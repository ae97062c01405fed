//! # Bazaar
//!
//! Marketplace client core: product catalog, cart and checkout, vendor
//! service booking, buyer/vendor chat and account sign-in, against a remote
//! REST backend and a live chat socket.
//!
//! ## Modules
//!
//! - [`models`]: Records exchanged with the backend
//! - [`api`]: REST client and structured error interpretation
//! - [`cart`], [`checkout`]: Totals, delivery fee, order building
//! - [`catalog`]: Product/vendor filtering, listings and reviews
//! - [`booking`]: Time-slot grid and booking requests
//! - [`auth`]: OTP flow, form validation, session, federated identity
//! - [`chat`]: Conversation panel, live channel, chat session
//! - [`storage`]: Typed, namespaced key-value persistence with TTL
//! - [`geo`]: Reverse geocoding for address auto-fill
//! - [`config`]: TOML and environment configuration (native)
//!
//! With default features off, everything except the network, SQLite and
//! config layers builds for `wasm32` and is shared with the browser UI.
//!
//! ## Quick Start
//!
//! ```rust,no_run
//! use bazaar::api::{ClientConfig, MarketplaceClient};
//! use bazaar::cart::{Cart, FeePolicy};
//!
//! #[tokio::main]
//! async fn main() -> Result<(), Box<dyn std::error::Error>> {
//!     let client = MarketplaceClient::new(ClientConfig::default())?;
//!
//!     let cart = Cart::from_items(client.cart("u1").await?);
//!     let totals = cart.totals(&FeePolicy::default());
//!
//!     println!("{} items, total {:.2}", totals.item_count, totals.total);
//!     Ok(())
//! }
//! ```

pub mod api;
pub mod auth;
pub mod booking;
pub mod cart;
pub mod catalog;
pub mod chat;
pub mod checkout;
pub mod geo;
pub mod models;
pub mod storage;
pub mod validation;

#[cfg(feature = "native")]
pub mod config;

// Re-export top-level types for convenience
pub use api::{ApiError, ApiResult, Rejection};

pub use auth::{OtpFlow, Session, SessionStore};

pub use cart::{Cart, CartTotals, FeePolicy};

pub use chat::{ChatError, ChatPanel, ClientEvent, ServerEvent};

pub use storage::{KeyValueStore, MemoryStore, StorageError, StorageKey, TypedStore};

#[cfg(feature = "native")]
pub use api::{ClientConfig, MarketplaceClient};

#[cfg(feature = "native")]
pub use chat::{ChatSession, LiveChannel};

#[cfg(feature = "native")]
pub use config::{generate_default_config, Config, ConfigError};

§ §

*What is expected*.
Which lines above contain the word "checkout"? List them.

*Result*.
//! Marketplace client core: product catalog, cart and checkout, vendor
//! - [`cart`], [`checkout`]: Totals, delivery fee, order building
pub mod checkout;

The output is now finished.